Only the lines holding the word "iter" are wanted; copy each of them from the listing.

[[ RECORDS PROVIDED, beginning ]]

//! Wire messages exchanged with the speech pipeline
//!
//! JSON text frames tagged by `type`. Requests that expect completion carry
//! an `id` echoed back in an `ack` (or an `error`).

use crate::domain::session::{SessionStart, ToolCall, ToolOutput};
use serde::{Deserialize, Serialize};

pub const PROTOCOL_VERSION: &str = "1";

#[derive(Debug, Clone, Serialize)]
#[serde(tag = "type", rename_all = "snake_case")]
pub enum OutboundMessage {
    Start {
        id: String,
        version: &'static str,
        #[serde(flatten)]
        session: SessionStart,
    },
    GenerateReply {
        id: String,
        instructions: String,
    },
    WaitForPlayout {
        id: String,
    },
    ToolOutput {
        call_id: String,
        output: ToolOutput,
        is_error: bool,
    },
    Close,
}

#[derive(Debug, Clone, PartialEq, Deserialize)]
#[serde(tag = "type", rename_all = "snake_case")]
pub enum InboundMessage {
    Ack {
        id: String,
    },
    ToolCall(ToolCall),
    Closed {
        #[serde(default)]
        reason: String,
    },
    Error {
        #[serde(default)]
        id: Option<String>,
        message: String,
    },
}
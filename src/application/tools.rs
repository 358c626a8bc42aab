//! Tools the conversational agent may invoke during a call

use crate::domain::session::{ToolCall, ToolDefinition, ToolOutput};
use anyhow::{anyhow, Result};
use async_trait::async_trait;
use serde_json::Value;
use std::sync::Arc;
use tracing::warn;

/// A callback exposed to the language model.
#[async_trait]
pub trait Tool: Send + Sync {
    /// Unique name of the tool (e.g., "end_call").
    fn name(&self) -> &str;

    /// Description for the LLM prompt.
    fn description(&self) -> &str;

    /// JSON Schema for the tool's parameters.
    fn parameters(&self) -> Value;

    async fn execute(&self, args: Value) -> Result<ToolOutput>;
}

/// Result of dispatching one tool call
#[derive(Debug, Clone, PartialEq)]
pub struct ToolResult {
    pub output: ToolOutput,
    pub is_error: bool,
}

#[derive(Default)]
pub struct ToolRegistry {
    tools: Vec<Arc<dyn Tool>>,
}

impl ToolRegistry {
    pub fn new() -> Self {
        Self::default()
    }

    /// Register a tool. A tool with the same name replaces the earlier one.
    pub fn register(&mut self, tool: Arc<dyn Tool>) {
        self.tools.retain(|t| t.name() != tool.name());
        self.tools.push(tool);
    }

    pub fn get(&self, name: &str) -> Option<&Arc<dyn Tool>> {
        self.tools.iter().find(|t| t.name() == name)
    }

    pub fn len(&self) -> usize {
        self.tools.len()
    }

    pub fn is_empty(&self) -> bool {
        self.tools.is_empty()
    }

    /// Definitions in registration order
    pub fn definitions(&self) -> Vec<ToolDefinition> {
        self.tools
            .iter()
            .map(|t| ToolDefinition {
                name: t.name().to_string(),
                description: t.description().to_string(),
                parameters: t.parameters(),
            })
            .collect()
    }

    /// Run the named tool. Failures become an error result for the model.
    pub async fn dispatch(&self, call: &ToolCall) -> ToolResult {
        let outcome = match self.get(&call.name) {
            Some(tool) => tool.execute(call.arguments.clone()).await,
            None => Err(anyhow!("unknown tool '{}'", call.name)),
        };

        match outcome {
            Ok(output) => ToolResult {
                output,
                is_error: false,
            },
            Err(e) => {
                warn!(tool = %call.name, call_id = %call.id, "tool call failed: {:#}", e);
                ToolResult {
                    output: ToolOutput::Text(format!("{:#}", e)),
                    is_error: true,
                }
            }
        }
    }
}

/// Read a required string argument
pub fn required_str<'a>(args: &'a Value, name: &str) -> Result<&'a str> {
    args.get(name)
        .and_then(Value::as_str)
        .ok_or_else(|| anyhow!("missing '{}' argument", name))
}
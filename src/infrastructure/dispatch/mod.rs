//! Dispatcher implementations: the external CLI and the agent dispatch API

pub mod api;
pub mod cli;

pub use api::{new_room_name, ApiDispatcher};
pub use cli::CliDispatcher;
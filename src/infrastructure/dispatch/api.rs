//! Dispatch through the agent dispatch API, without the CLI

use crate::config::LiveKitConfig;
use crate::domain::dispatch::{DispatchError, DispatchReceipt, DispatchRequest, Dispatcher};
use crate::infrastructure::livekit::{api_host, map_service_error};
use async_trait::async_trait;
use livekit_api::services::agent_dispatch::AgentDispatchClient;
use livekit_protocol::{AgentDispatch, CreateAgentDispatchRequest};
use tracing::info;
use uuid::Uuid;

pub struct ApiDispatcher {
    client: AgentDispatchClient,
    agent_name: String,
}

impl ApiDispatcher {
    pub fn new(config: &LiveKitConfig, agent_name: &str) -> Self {
        Self {
            client: AgentDispatchClient::with_api_key(
                &api_host(&config.url),
                &config.api_key,
                &config.api_secret,
            ),
            agent_name: agent_name.to_string(),
        }
    }
}

/// Every dispatched call gets a fresh room
pub fn new_room_name() -> String {
    format!("call-{}", Uuid::new_v4().simple())
}

fn dispatch_request(room: &str, agent_name: &str, request: &DispatchRequest) -> CreateAgentDispatchRequest {
    CreateAgentDispatchRequest {
        agent_name: agent_name.to_string(),
        room: room.to_string(),
        metadata: request.metadata(),
        ..Default::default()
    }
}

fn receipt(dispatch: &AgentDispatch) -> DispatchReceipt {
    DispatchReceipt {
        stdout: format!(
            "Dispatch {} created for agent {} in room {}",
            dispatch.id, dispatch.agent_name, dispatch.room
        ),
        stderr: String::new(),
    }
}

#[async_trait]
impl Dispatcher for ApiDispatcher {
    async fn dispatch(&self, request: &DispatchRequest) -> Result<DispatchReceipt, DispatchError> {
        let room = new_room_name();
        info!(%room, agent = %self.agent_name, "dispatching call to {}", request.phone_number());

        let dispatch = self
            .client
            .create_dispatch(dispatch_request(&room, &self.agent_name, request))
            .await
            .map_err(|e| DispatchError::Api(map_service_error(e).to_string()))?;

        Ok(receipt(&dispatch))
    }

    fn program(&self) -> String {
        "agent dispatch API".to_string()
    }
}

#[cfg(test)]
mod tests {
    use super::*;

    #[test]
    fn test_new_room_names_are_unique() {
        let a = new_room_name();
        let b = new_room_name();
        assert!(a.starts_with("call-"));
        assert_ne!(a, b);
    }

    #[test]
    fn test_dispatch_request_carries_dial_info() {
        let request = DispatchRequest::from_form("+918980579954", "").unwrap();
        let body = dispatch_request("call-1", "outbound-caller", &request);
        assert_eq!(body.agent_name, "outbound-caller");
        assert_eq!(body.room, "call-1");
        assert_eq!(body.metadata, request.metadata());
    }

    #[test]
    fn test_receipt_names_dispatch_and_room() {
        let dispatch = AgentDispatch {
            id: "AD_1".to_string(),
            agent_name: "outbound-caller".to_string(),
            room: "call-1".to_string(),
            ..Default::default()
        };
        let receipt = receipt(&dispatch);
        assert_eq!(
            receipt.stdout,
            "Dispatch AD_1 created for agent outbound-caller in room call-1"
        );
        assert!(receipt.stderr.is_empty());
    }
}
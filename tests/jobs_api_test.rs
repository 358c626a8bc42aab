//! Call job intake integration tests

use async_trait::async_trait;
use axum::{
    body::Body,
    http::{header, Request, StatusCode},
    Router,
};
use outbound_caller::application::entrypoint::CallJob;
use outbound_caller::application::worker::JobRunner;
use outbound_caller::domain::dispatch::{
    DispatchError, DispatchReceipt, DispatchRequest, Dispatcher,
};
use outbound_caller::interface::api::{build_router, AppState, FormDefaults};
use serde_json::{json, Value};
use std::sync::{Arc, Mutex};
use tower::ServiceExt; // For `oneshot`

struct UnusedDispatcher;

#[async_trait]
impl Dispatcher for UnusedDispatcher {
    async fn dispatch(&self, _request: &DispatchRequest) -> Result<DispatchReceipt, DispatchError> {
        Err(DispatchError::Io("not used".to_string()))
    }

    fn program(&self) -> String {
        "unused".to_string()
    }
}

#[derive(Default)]
struct RecordingRunner {
    jobs: Mutex<Vec<CallJob>>,
}

impl JobRunner for RecordingRunner {
    fn spawn(&self, job: CallJob) {
        self.jobs.lock().unwrap().push(job);
    }
}

fn app(runner: Arc<RecordingRunner>) -> Router {
    build_router(
        AppState {
            dispatcher: Arc::new(UnusedDispatcher),
            jobs: runner,
            form_defaults: FormDefaults::default(),
        },
        None,
    )
}

fn post_job(body: Value) -> Request<Body> {
    Request::builder()
        .method("POST")
        .uri("/jobs")
        .header(header::CONTENT_TYPE, "application/json")
        .body(Body::from(body.to_string()))
        .unwrap()
}

async fn json_body(response: axum::response::Response) -> Value {
    let body = axum::body::to_bytes(response.into_body(), usize::MAX)
        .await
        .unwrap();
    serde_json::from_slice(&body).unwrap()
}

#[tokio::test]
async fn test_job_is_accepted_and_spawned() {
    let runner = Arc::new(RecordingRunner::default());
    let metadata = json!({"phone_number": "+918980579954", "transfer_to": "+17345214522"});

    let response = app(runner.clone())
        .oneshot(post_job(json!({
            "job_id": "job-1",
            "room_name": "call-1",
            "metadata": metadata.to_string(),
        })))
        .await
        .unwrap();

    assert_eq!(response.status(), StatusCode::ACCEPTED);
    let json = json_body(response).await;
    assert_eq!(json["success"], true);
    assert_eq!(json["data"]["job_id"], "job-1");
    assert_eq!(json["data"]["room_name"], "call-1");

    let jobs = runner.jobs.lock().unwrap();
    assert_eq!(jobs.len(), 1);
    assert_eq!(jobs[0].room_name, "call-1");
}

#[tokio::test]
async fn test_job_id_is_generated_when_missing() {
    let runner = Arc::new(RecordingRunner::default());
    let response = app(runner.clone())
        .oneshot(post_job(json!({
            "room_name": "call-2",
            "metadata": r#"{"phone_number": "+918980579954"}"#,
        })))
        .await
        .unwrap();

    assert_eq!(response.status(), StatusCode::ACCEPTED);
    let json = json_body(response).await;
    assert!(json["data"]["job_id"].as_str().unwrap().starts_with("job-"));
}

#[tokio::test]
async fn test_invalid_metadata_is_rejected() {
    let runner = Arc::new(RecordingRunner::default());

    for metadata in ["not json", r#"{"transfer_to": "+17345214522"}"#, r#"{"phone_number": "abc"}"#] {
        let response = app(runner.clone())
            .oneshot(post_job(json!({"room_name": "call-3", "metadata": metadata})))
            .await
            .unwrap();

        assert_eq!(response.status(), StatusCode::BAD_REQUEST);
        let json = json_body(response).await;
        assert_eq!(json["success"], false);
        assert!(json["error"].is_string());
    }

    assert!(runner.jobs.lock().unwrap().is_empty());
}

#[tokio::test]
async fn test_health() {
    let response = app(Arc::new(RecordingRunner::default()))
        .oneshot(Request::builder().uri("/health").body(Body::empty()).unwrap())
        .await
        .unwrap();

    assert_eq!(response.status(), StatusCode::OK);
    assert_eq!(json_body(response).await["data"], "OK");
}
//! HTTP interface: dispatch form, job intake, health and metrics

pub mod dispatch_form;
pub mod dto;
pub mod health;
pub mod jobs_handler;
pub mod metrics_handler;
pub mod router;
pub mod state;

pub use metrics_handler::init_metrics;
pub use router::build_router;
pub use state::{AppState, FormDefaults};
//! Operator form for dispatching outbound calls

use super::state::{AppState, FormDefaults};
use crate::domain::dispatch::{DispatchError, DispatchRequest};
use crate::domain::DomainError;
use crate::infrastructure::call_metrics;
use axum::{
    extract::State,
    http::StatusCode,
    response::Html,
    Form,
};
use serde::Deserialize;
use tracing::{error, info, warn};

#[derive(Debug, Clone, Default, Deserialize)]
pub struct DispatchForm {
    #[serde(default)]
    pub phone_number: String,
    #[serde(default)]
    pub transfer_to: String,
}

#[derive(Debug, Clone, Copy, PartialEq, Eq)]
enum BannerKind {
    Info,
    Success,
    Warning,
    Error,
}

impl BannerKind {
    fn class(self) -> &'static str {
        match self {
            BannerKind::Info => "info",
            BannerKind::Success => "success",
            BannerKind::Warning => "warning",
            BannerKind::Error => "error",
        }
    }
}

#[derive(Debug, Clone)]
struct Banner {
    kind: BannerKind,
    message: String,
    details: Vec<(&'static str, String)>,
}

impl Banner {
    fn new(kind: BannerKind, message: impl Into<String>) -> Self {
        Self {
            kind,
            message: message.into(),
            details: Vec::new(),
        }
    }

    /// Attach command output. Empty output is not shown.
    fn with_detail(mut self, label: &'static str, text: &str) -> Self {
        if !text.trim().is_empty() {
            self.details.push((label, text.to_string()));
        }
        self
    }
}

/// `GET /`
pub async fn show_form(State(state): State<AppState>) -> Html<String> {
    Html(render_page(&state.form_defaults, &[]))
}

/// `POST /dispatch`
pub async fn submit_dispatch(
    State(state): State<AppState>,
    Form(form): Form<DispatchForm>,
) -> (StatusCode, Html<String>) {
    let values = FormDefaults {
        phone_number: form.phone_number.clone(),
        transfer_to: form.transfer_to.clone(),
    };

    let request = match DispatchRequest::from_form(&form.phone_number, &form.transfer_to) {
        Ok(request) => request,
        Err(e) => {
            warn!("rejected dispatch form: {}", e);
            let banner = Banner::new(BannerKind::Error, validation_message(e));
            return (
                StatusCode::UNPROCESSABLE_ENTITY,
                Html(render_page(&values, &[banner])),
            );
        }
    };

    let mut banners = vec![Banner::new(
        BannerKind::Info,
        format!("Dispatching call to {}...", request.phone_number()),
    )];
    info!("dispatching call to {}", request.phone_number());

    match state.dispatcher.dispatch(&request).await {
        Ok(receipt) => {
            call_metrics::record_dispatch(true);
            banners.push(
                Banner::new(BannerKind::Success, "Call dispatched successfully!")
                    .with_detail("Output", &receipt.stdout),
            );
            if !receipt.stderr.trim().is_empty() {
                banners.push(
                    Banner::new(BannerKind::Warning, "Dispatch reported warnings")
                        .with_detail("Warnings", &receipt.stderr),
                );
            }
        }
        Err(e) => {
            call_metrics::record_dispatch(false);
            error!("dispatch failed: {}", e);
            banners.push(failure_banner(e, &state.dispatcher.program()));
        }
    }

    (StatusCode::OK, Html(render_page(&values, &banners)))
}

fn validation_message(e: DomainError) -> String {
    let DomainError::ValidationError(message) = e;
    message
}

fn failure_banner(e: DispatchError, program: &str) -> Banner {
    match e {
        DispatchError::CommandFailed { stdout, stderr, .. } => {
            Banner::new(BannerKind::Error, "Failed to dispatch call")
                .with_detail("Error output", &stderr)
                .with_detail("Output", &stdout)
        }
        DispatchError::NotFound(_) => Banner::new(
            BannerKind::Error,
            format!(
                "Dispatch CLI ({}) not found. Please ensure it's installed and in your system's PATH.",
                program
            ),
        ),
        other => Banner::new(
            BannerKind::Error,
            format!("An unexpected error occurred: {}", other),
        ),
    }
}

fn render_banner(banner: &Banner) -> String {
    let details = banner
        .details
        .iter()
        .map(|(label, text)| {
            format!(
                r#"<div class="detail"><span class="label">{label}</span><pre>{text}</pre></div>"#,
                label = label,
                text = html_escape(text),
            )
        })
        .collect::<String>();

    format!(
        r#"<div class="banner {class}"><p>{message}</p>{details}</div>"#,
        class = banner.kind.class(),
        message = html_escape(&banner.message),
        details = details,
    )
}

fn render_page(values: &FormDefaults, banners: &[Banner]) -> String {
    let banners = banners.iter().map(render_banner).collect::<String>();

    format!(
        r#"<!DOCTYPE html>
<html lang="en">
<head>
<meta charset="UTF-8">
<title>Outbound Caller</title>
<style>
body {{ font-family: system-ui, sans-serif; max-width: 640px; margin: 2rem auto; padding: 0 1rem; }}
label {{ display: block; margin-top: 1rem; font-weight: 600; }}
input {{ width: 100%; padding: 0.5rem; font-size: 1rem; }}
button {{ margin-top: 1.5rem; padding: 0.6rem 1.2rem; font-size: 1rem; }}
.banner {{ margin-top: 1rem; border-radius: 6px; padding: 0.5rem 1rem; }}
.info {{ background: #e0f2fe; }}
.success {{ background: #dcfce7; }}
.warning {{ background: #fef9c3; }}
.error {{ background: #fee2e2; }}
.label {{ font-weight: 600; font-size: 0.8rem; }}
pre {{ white-space: pre-wrap; }}
</style>
</head>
<body>
<h1>Outbound Caller</h1>
<form method="post" action="/dispatch">
<label for="phone_number">Phone Number to Call</label>
<input id="phone_number" name="phone_number" value="{phone_number}">
<label for="transfer_to">Transfer To (Human Agent)</label>
<input id="transfer_to" name="transfer_to" value="{transfer_to}">
<button type="submit">Dispatch Call</button>
</form>
{banners}
</body>
</html>"#,
        phone_number = html_escape(&values.phone_number),
        transfer_to = html_escape(&values.transfer_to),
        banners = banners,
    )
}

fn html_escape(s: &str) -> String {
    s.replace('&', "&amp;")
        .replace('<', "&lt;")
        .replace('>', "&gt;")
        .replace('"', "&quot;")
        .replace('\'', "&#39;")
}
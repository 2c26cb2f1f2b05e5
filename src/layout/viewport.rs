//! Base-pair to pixel projection of the visible window

use crate::error::FerroError;
use serde::{Deserialize, Serialize};

/// The visible genomic window `start..=end` drawn across `width` pixels.
#[derive(Debug, Clone, Copy, PartialEq, Serialize, Deserialize)]
#[serde(rename_all = "camelCase", try_from = "RawViewport")]
pub struct Viewport {
    pub start_index: u64,
    pub end_index: u64,
    pub width: f64,
}

/// Unchecked wire form; deserialized viewports go through [`Viewport::new`].
#[derive(Deserialize)]
#[serde(rename_all = "camelCase")]
struct RawViewport {
    start_index: u64,
    end_index: u64,
    width: f64,
}

impl TryFrom<RawViewport> for Viewport {
    type Error = FerroError;

    fn try_from(raw: RawViewport) -> Result<Self, Self::Error> {
        Viewport::new(raw.start_index, raw.end_index, raw.width)
    }
}

impl Viewport {
    pub fn new(start_index: u64, end_index: u64, width: f64) -> Result<Self, FerroError> {
        if end_index < start_index {
            return Err(FerroError::InvalidViewport {
                msg: format!("end {} is before start {}", end_index, start_index),
            });
        }
        if !width.is_finite() || width <= 0.0 {
            return Err(FerroError::InvalidViewport {
                msg: format!("width must be a positive number of pixels, got {}", width),
            });
        }
        Ok(Self {
            start_index,
            end_index,
            width,
        })
    }

    /// Visible base pairs
    pub fn length(&self) -> u64 {
        self.end_index - self.start_index + 1
    }

    /// Pixels per base pair
    pub fn factor(&self) -> f64 {
        self.width / self.length() as f64
    }

    pub fn bp_to_px(&self, bp: f64) -> f64 {
        bp * self.factor()
    }

    pub fn px_to_bp(&self, px: f64) -> f64 {
        px / self.factor()
    }

    /// Pixel offset of a genomic position from the left edge
    pub fn project(&self, position: u64) -> f64 {
        self.bp_to_px(position as f64 - self.start_index as f64)
    }
}
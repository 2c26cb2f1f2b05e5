//! Exon structure types shared by the splitter, the merger and gene structures
//!
//! A structure is an ordered list of [`StructureExon`]s laid out on a
//! contiguous relative axis: each exon's `relative` span starts right after the
//! previous one ends. Introns do not occupy any relative positions.

use crate::annotation::Strand;
use serde::{Deserialize, Serialize};

/// An inclusive span on the relative axis.
#[derive(Debug, Clone, Copy, PartialEq, Eq, Hash, Default, Serialize, Deserialize)]
pub struct RelativeSpan {
    pub start: i64,
    pub end: i64,
}

impl RelativeSpan {
    pub fn new(start: i64, end: i64) -> Self {
        Self { start, end }
    }

    /// Distance from start to end (one less than the number of positions)
    pub fn width(&self) -> i64 {
        self.end - self.start
    }

    /// Number of positions covered
    pub fn span(&self) -> i64 {
        self.end - self.start + 1
    }

    pub fn intersects(&self, other: &RelativeSpan) -> bool {
        self.start <= other.end && other.start <= self.end
    }

    /// Intersection with another span, if any
    pub fn clip(&self, other: &RelativeSpan) -> Option<RelativeSpan> {
        if !self.intersects(other) {
            return None;
        }
        Some(RelativeSpan::new(
            self.start.max(other.start),
            self.end.min(other.end),
        ))
    }

    pub fn shift(&mut self, delta: i64) {
        self.start += delta;
        self.end += delta;
    }
}

/// Which end of an exon touches a junction.
#[derive(Debug, Clone, Copy, PartialEq, Eq, Hash, Serialize, Deserialize)]
#[serde(rename_all = "lowercase")]
pub enum BreakpointSide {
    Start,
    End,
}

/// A domain fragment carried by an exon.
#[derive(Debug, Clone, PartialEq, Eq, Serialize, Deserialize)]
#[serde(rename_all = "camelCase")]
pub struct ExonDomain {
    pub name: String,
    /// Position of the domain among the gene's consensus domains
    pub domain_index: usize,
    pub range: RelativeSpan,
}

/// Whether an exon comes from annotation or stands in for a gene-less segment.
#[derive(Debug, Clone, Copy, PartialEq, Eq, Hash, Default, Serialize, Deserialize)]
#[serde(rename_all = "lowercase")]
pub enum ExonKind {
    #[default]
    Coding,
    Placeholder,
}

/// One exon of a gene or alternative structure.
#[derive(Debug, Clone, PartialEq, Eq, Serialize, Deserialize)]
#[serde(rename_all = "camelCase")]
pub struct StructureExon {
    pub kind: ExonKind,
    pub gene_name: String,
    /// Strand-aware exon number within the source gene (0-based)
    pub index: usize,
    /// Gene-relative start
    pub start: i64,
    /// Gene-relative end
    pub end: i64,
    pub relative: RelativeSpan,
    #[serde(default)]
    pub domains: Vec<ExonDomain>,
    #[serde(default, skip_serializing_if = "Option::is_none")]
    pub strand: Option<Strand>,
    /// Set on the exon(s) adjacent to a junction
    #[serde(default, skip_serializing_if = "Option::is_none")]
    pub breakpoint: Option<BreakpointSide>,
}

impl StructureExon {
    /// A coding exon with no domains, relative span equal to its own span.
    pub fn new(gene_name: impl Into<String>, index: usize, start: i64, end: i64) -> Self {
        Self {
            kind: ExonKind::Coding,
            gene_name: gene_name.into(),
            index,
            start,
            end,
            relative: RelativeSpan::new(start, end),
            domains: Vec::new(),
            strand: None,
            breakpoint: None,
        }
    }

    /// The single exon standing in for a gene-less segment.
    pub fn placeholder(gene_name: impl Into<String>, length: i64) -> Self {
        let end = (length - 1).max(0);
        Self {
            kind: ExonKind::Placeholder,
            gene_name: gene_name.into(),
            index: 0,
            start: 0,
            end,
            relative: RelativeSpan::new(0, end),
            domains: Vec::new(),
            strand: None,
            breakpoint: None,
        }
    }

    pub fn is_breakpoint(&self) -> bool {
        self.breakpoint.is_some()
    }

    pub fn is_placeholder(&self) -> bool {
        self.kind == ExonKind::Placeholder
    }

    /// Shift the exon's relative span and its domains.
    pub fn shift_relative(&mut self, delta: i64) {
        self.relative.shift(delta);
        for domain in &mut self.domains {
            domain.range.shift(delta);
        }
    }
}

/// One input to the merger: exons of a split gene, or a gene-less segment.
#[derive(Debug, Clone, PartialEq, Eq)]
pub enum Segment {
    Exons(Vec<StructureExon>),
    Empty { gene_name: String },
}

impl Segment {
    pub fn gene_name(&self) -> Option<&str> {
        match self {
            Segment::Exons(exons) => exons.first().map(|e| e.gene_name.as_str()),
            Segment::Empty { gene_name } => Some(gene_name),
        }
    }
}

/// Sum of exon spans, which for a contiguous structure equals `last.end + 1`.
pub fn total_exons_length(exons: &[StructureExon]) -> i64 {
    exons.iter().map(|e| e.relative.span()).sum()
}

[[ RECORDS PROVIDED, end ]]

• _RESPONSE BOX_:
        self.tools.iter().find(|t| t.name() == name)
            .iter()
        .iter()
    let banners = banners.iter().map(render_banner).collect::<String>();
    exons.iter().map(|e| e.relative.span()).sum()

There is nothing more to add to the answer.